#### [Exercise prompt]
Retype every record below exactly as it is written.

*** The records ***

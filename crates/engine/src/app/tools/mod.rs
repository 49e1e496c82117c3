mod overlay;

pub(crate) use overlay::{draw_overlay, OverlayData};
#[cfg(test)]
mod tests {
    use super::*;

    fn key(code: KeyCode) -> PhysicalKey {
        PhysicalKey::Code(code)
    }

    #[test]
    fn clamp_frame_delta_caps_large_frame() {
        let max_frame_delta = Duration::from_millis(50);
        assert_eq!(
            clamp_frame_delta(Duration::from_millis(600), max_frame_delta),
            max_frame_delta
        );
        assert_eq!(
            clamp_frame_delta(Duration::from_millis(16), max_frame_delta),
            Duration::from_millis(16)
        );
    }

    #[test]
    fn start_press_is_edge_triggered_for_single_frame() {
        let mut input = InputCollector::new(1280, 720);
        input.handle_physical_key(key(KeyCode::Enter), ElementState::Pressed);

        let first = input.snapshot_for_frame();
        let second = input.snapshot_for_frame();

        assert!(first.start_pressed());
        assert!(!second.start_pressed());
        assert!(second.is_down(InputAction::Start));
    }

    #[test]
    fn held_key_does_not_spam_press_edges() {
        let mut input = InputCollector::new(1280, 720);

        input.handle_physical_key(key(KeyCode::KeyC), ElementState::Pressed);
        let first = input.snapshot_for_frame();
        input.handle_physical_key(key(KeyCode::KeyC), ElementState::Pressed);
        let second = input.snapshot_for_frame();
        input.handle_physical_key(key(KeyCode::KeyC), ElementState::Released);
        input.handle_physical_key(key(KeyCode::KeyC), ElementState::Pressed);
        let third = input.snapshot_for_frame();

        assert!(first.collision_toggle_pressed());
        assert!(!second.collision_toggle_pressed());
        assert!(third.collision_toggle_pressed());
    }

    #[test]
    fn space_also_starts() {
        let mut input = InputCollector::new(1280, 720);
        input.handle_physical_key(key(KeyCode::Space), ElementState::Pressed);
        assert!(input.snapshot_for_frame().start_pressed());
    }

    #[test]
    fn arrow_keys_map_to_move_actions() {
        let mut input = InputCollector::new(1280, 720);
        input.handle_physical_key(key(KeyCode::ArrowUp), ElementState::Pressed);
        input.handle_physical_key(key(KeyCode::ArrowLeft), ElementState::Pressed);

        let keys = input.snapshot_for_frame().keyboard_directions();
        assert!(keys.up && keys.left);
        assert!(!keys.down && !keys.right);
    }

    #[test]
    fn key_release_clears_action_state() {
        let mut input = InputCollector::new(1280, 720);
        input.handle_physical_key(key(KeyCode::ArrowRight), ElementState::Pressed);
        input.handle_physical_key(key(KeyCode::ArrowRight), ElementState::Released);
        assert!(!input.snapshot_for_frame().is_down(InputAction::MoveRight));
    }

    #[test]
    fn escape_requests_quit() {
        let mut input = InputCollector::new(1280, 720);
        input.handle_physical_key(key(KeyCode::Escape), ElementState::Pressed);
        assert!(input.quit_requested);
        assert!(input.snapshot_for_frame().quit_requested());
    }

    #[test]
    fn f3_toggle_is_edge_triggered() {
        let mut input = InputCollector::new(1280, 720);

        input.handle_physical_key(key(KeyCode::F3), ElementState::Pressed);
        assert!(input.take_overlay_toggle_pressed());
        input.handle_physical_key(key(KeyCode::F3), ElementState::Pressed);
        assert!(!input.take_overlay_toggle_pressed());
        input.handle_physical_key(key(KeyCode::F3), ElementState::Released);
        input.handle_physical_key(key(KeyCode::F3), ElementState::Pressed);
        assert!(input.take_overlay_toggle_pressed());
    }

    #[test]
    fn mouse_press_outside_joystick_starts_drag_from_center() {
        let mut input = InputCollector::new(1280, 720);
        input.pointer_moved(700.0, 300.0);
        input.handle_mouse_input(MouseButton::Left, ElementState::Pressed);

        let first = input.snapshot_for_frame();
        assert!(first.pointer_pressed());
        assert_eq!(first.pointer(), PointerGesture::Drag { dx: 60.0, dy: -60.0 });

        input.pointer_moved(600.0, 400.0);
        let second = input.snapshot_for_frame();
        assert!(!second.pointer_pressed());
        assert_eq!(second.pointer(), PointerGesture::Drag { dx: -40.0, dy: 40.0 });

        input.handle_mouse_input(MouseButton::Left, ElementState::Released);
        assert_eq!(input.snapshot_for_frame().pointer(), PointerGesture::None);
    }

    #[test]
    fn press_on_joystick_widget_steers_joystick() {
        let mut input = InputCollector::new(1280, 720);
        let widget = JoystickWidget::for_window(1280, 720);
        input.pointer_moved(widget.center_x + 10.0, widget.center_y);
        input.handle_mouse_input(MouseButton::Left, ElementState::Pressed);

        match input.snapshot_for_frame().pointer() {
            PointerGesture::Joystick {
                dx,
                dy,
                widget_size,
            } => {
                assert!((dx - 10.0).abs() < 0.001);
                assert!(dy.abs() < 0.001);
                assert_eq!(widget_size, widget.size);
            }
            other => panic!("expected joystick gesture, got {other:?}"),
        }
    }

    #[test]
    fn cursor_leaving_cancels_gesture() {
        let mut input = InputCollector::new(1280, 720);
        input.pointer_moved(10.0, 10.0);
        input.handle_mouse_input(MouseButton::Left, ElementState::Pressed);
        input.pointer_cancelled();
        assert_eq!(input.snapshot_for_frame().pointer(), PointerGesture::None);
    }

    #[test]
    fn focus_loss_releases_held_directions() {
        let mut input = InputCollector::new(1280, 720);
        input.handle_physical_key(key(KeyCode::ArrowDown), ElementState::Pressed);
        input.pointer_moved(10.0, 10.0);
        input.handle_mouse_input(MouseButton::Left, ElementState::Pressed);
        input.release_held_input();

        let snapshot = input.snapshot_for_frame();
        assert!(!snapshot.keyboard_directions().any());
        assert_eq!(snapshot.pointer(), PointerGesture::None);
    }

    #[test]
    fn snapshot_carries_window_size() {
        let mut input = InputCollector::new(1280, 720);
        input.set_window_size(800, 600);
        assert_eq!(input.snapshot_for_frame().window_size(), (800, 600));
    }

    #[test]
    fn target_frame_duration_none_when_cap_off() {
        assert_eq!(target_frame_duration(None), None);
    }

    #[test]
    fn target_frame_duration_for_60hz_is_expected() {
        let duration = target_frame_duration(Some(60)).expect("duration");
        assert!((duration.as_secs_f64() - (1.0 / 60.0)).abs() < 0.000_001);
    }

    #[test]
    fn compute_cap_sleep_zero_when_over_budget() {
        let sleep = compute_cap_sleep(Duration::from_millis(20), target_frame_duration(Some(60)));
        assert_eq!(sleep, Duration::ZERO);
    }

    #[test]
    fn compute_cap_sleep_positive_when_under_budget() {
        let sleep = compute_cap_sleep(Duration::from_millis(5), target_frame_duration(Some(60)));
        assert!(sleep > Duration::ZERO);
    }

    #[test]
    fn normalize_render_fps_cap_disables_zero() {
        assert_eq!(normalize_render_fps_cap(Some(0)), None);
        assert_eq!(normalize_render_fps_cap(Some(60)), Some(60));
    }

    #[test]
    fn zero_durations_fall_back() {
        let fallback = Duration::from_millis(50);
        assert_eq!(normalize_non_zero_duration(Duration::ZERO, fallback), fallback);
        assert_eq!(
            normalize_non_zero_duration(Duration::from_millis(7), fallback),
            Duration::from_millis(7)
        );
    }
}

*** End of The records ***

#### [Task answer]
filename crates/engine/src/app/tools/mod.rs
repository 49e1e496c82117c3
mod overlay;

pub(crate) use overlay::{draw_overlay, OverlayData};
#[cfg(test)]
mod tests {
    use super::*;

    fn key(code: KeyCode) -> PhysicalKey {
        PhysicalKey::Code(code)
    }

    #[test]
    fn clamp_frame_delta_caps_large_frame() {
        let max_frame_delta = Duration::from_millis(50);
        assert_eq!(
            clamp_frame_delta(Duration::from_millis(600), max_frame_delta),
            max_frame_delta
        );
        assert_eq!(
            clamp_frame_delta(Duration::from_millis(16), max_frame_delta),
            Duration::from_millis(16)
        );
    }

    #[test]
    fn start_press_is_edge_triggered_for_single_frame() {
        let mut input = InputCollector::new(1280, 720);
        input.handle_physical_key(key(KeyCode::Enter), ElementState::Pressed);

        let first = input.snapshot_for_frame();
        let second = input.snapshot_for_frame();

        assert!(first.start_pressed());
        assert!(!second.start_pressed());
        assert!(second.is_down(InputAction::Start));
    }

    #[test]
    fn held_key_does_not_spam_press_edges() {
        let mut input = InputCollector::new(1280, 720);

        input.handle_physical_key(key(KeyCode::KeyC), ElementState::Pressed);
        let first = input.snapshot_for_frame();
        input.handle_physical_key(key(KeyCode::KeyC), ElementState::Pressed);
        let second = input.snapshot_for_frame();
        input.handle_physical_key(key(KeyCode::KeyC), ElementState::Released);
        input.handle_physical_key(key(KeyCode::KeyC), ElementState::Pressed);
        let third = input.snapshot_for_frame();

        assert!(first.collision_toggle_pressed());
        assert!(!second.collision_toggle_pressed());
        assert!(third.collision_toggle_pressed());
    }

    #[test]
    fn space_also_starts() {
        let mut input = InputCollector::new(1280, 720);
        input.handle_physical_key(key(KeyCode::Space), ElementState::Pressed);
        assert!(input.snapshot_for_frame().start_pressed());
    }

    #[test]
    fn arrow_keys_map_to_move_actions() {
        let mut input = InputCollector::new(1280, 720);
        input.handle_physical_key(key(KeyCode::ArrowUp), ElementState::Pressed);
        input.handle_physical_key(key(KeyCode::ArrowLeft), ElementState::Pressed);

        let keys = input.snapshot_for_frame().keyboard_directions();
        assert!(keys.up && keys.left);
        assert!(!keys.down && !keys.right);
    }

    #[test]
    fn key_release_clears_action_state() {
        let mut input = InputCollector::new(1280, 720);
        input.handle_physical_key(key(KeyCode::ArrowRight), ElementState::Pressed);
        input.handle_physical_key(key(KeyCode::ArrowRight), ElementState::Released);
        assert!(!input.snapshot_for_frame().is_down(InputAction::MoveRight));
    }

    #[test]
    fn escape_requests_quit() {
        let mut input = InputCollector::new(1280, 720);
        input.handle_physical_key(key(KeyCode::Escape), ElementState::Pressed);
        assert!(input.quit_requested);
        assert!(input.snapshot_for_frame().quit_requested());
    }

    #[test]
    fn f3_toggle_is_edge_triggered() {
        let mut input = InputCollector::new(1280, 720);

        input.handle_physical_key(key(KeyCode::F3), ElementState::Pressed);
        assert!(input.take_overlay_toggle_pressed());
        input.handle_physical_key(key(KeyCode::F3), ElementState::Pressed);
        assert!(!input.take_overlay_toggle_pressed());
        input.handle_physical_key(key(KeyCode::F3), ElementState::Released);
        input.handle_physical_key(key(KeyCode::F3), ElementState::Pressed);
        assert!(input.take_overlay_toggle_pressed());
    }

    #[test]
    fn mouse_press_outside_joystick_starts_drag_from_center() {
        let mut input = InputCollector::new(1280, 720);
        input.pointer_moved(700.0, 300.0);
        input.handle_mouse_input(MouseButton::Left, ElementState::Pressed);

        let first = input.snapshot_for_frame();
        assert!(first.pointer_pressed());
        assert_eq!(first.pointer(), PointerGesture::Drag { dx: 60.0, dy: -60.0 });

        input.pointer_moved(600.0, 400.0);
        let second = input.snapshot_for_frame();
        assert!(!second.pointer_pressed());
        assert_eq!(second.pointer(), PointerGesture::Drag { dx: -40.0, dy: 40.0 });

        input.handle_mouse_input(MouseButton::Left, ElementState::Released);
        assert_eq!(input.snapshot_for_frame().pointer(), PointerGesture::None);
    }

    #[test]
    fn press_on_joystick_widget_steers_joystick() {
        let mut input = InputCollector::new(1280, 720);
        let widget = JoystickWidget::for_window(1280, 720);
        input.pointer_moved(widget.center_x + 10.0, widget.center_y);
        input.handle_mouse_input(MouseButton::Left, ElementState::Pressed);

        match input.snapshot_for_frame().pointer() {
            PointerGesture::Joystick {
                dx,
                dy,
                widget_size,
            } => {
                assert!((dx - 10.0).abs() < 0.001);
                assert!(dy.abs() < 0.001);
                assert_eq!(widget_size, widget.size);
            }
            other => panic!("expected joystick gesture, got {other:?}"),
        }
    }

    #[test]
    fn cursor_leaving_cancels_gesture() {
        let mut input = InputCollector::new(1280, 720);
        input.pointer_moved(10.0, 10.0);
        input.handle_mouse_input(MouseButton::Left, ElementState::Pressed);
        input.pointer_cancelled();
        assert_eq!(input.snapshot_for_frame().pointer(), PointerGesture::None);
    }

    #[test]
    fn focus_loss_releases_held_directions() {
        let mut input = InputCollector::new(1280, 720);
        input.handle_physical_key(key(KeyCode::ArrowDown), ElementState::Pressed);
        input.pointer_moved(10.0, 10.0);
        input.handle_mouse_input(MouseButton::Left, ElementState::Pressed);
        input.release_held_input();

        let snapshot = input.snapshot_for_frame();
        assert!(!snapshot.keyboard_directions().any());
        assert_eq!(snapshot.pointer(), PointerGesture::None);
    }

    #[test]
    fn snapshot_carries_window_size() {
        let mut input = InputCollector::new(1280, 720);
        input.set_window_size(800, 600);
        assert_eq!(input.snapshot_for_frame().window_size(), (800, 600));
    }

    #[test]
    fn target_frame_duration_none_when_cap_off() {
        assert_eq!(target_frame_duration(None), None);
    }

    #[test]
    fn target_frame_duration_for_60hz_is_expected() {
        let duration = target_frame_duration(Some(60)).expect("duration");
        assert!((duration.as_secs_f64() - (1.0 / 60.0)).abs() < 0.000_001);
    }

    #[test]
    fn compute_cap_sleep_zero_when_over_budget() {
        let sleep = compute_cap_sleep(Duration::from_millis(20), target_frame_duration(Some(60)));
        assert_eq!(sleep, Duration::ZERO);
    }

    #[test]
    fn compute_cap_sleep_positive_when_under_budget() {
        let sleep = compute_cap_sleep(Duration::from_millis(5), target_frame_duration(Some(60)));
        assert!(sleep > Duration::ZERO);
    }

    #[test]
    fn normalize_render_fps_cap_disables_zero() {
        assert_eq!(normalize_render_fps_cap(Some(0)), None);
        assert_eq!(normalize_render_fps_cap(Some(60)), Some(60));
    }

    #[test]
    fn zero_durations_fall_back() {
        let fallback = Duration::from_millis(50);
        assert_eq!(normalize_non_zero_duration(Duration::ZERO, fallback), fallback);
        assert_eq!(
            normalize_non_zero_duration(Duration::from_millis(7), fallback),
            Duration::from_millis(7)
        );
    }
}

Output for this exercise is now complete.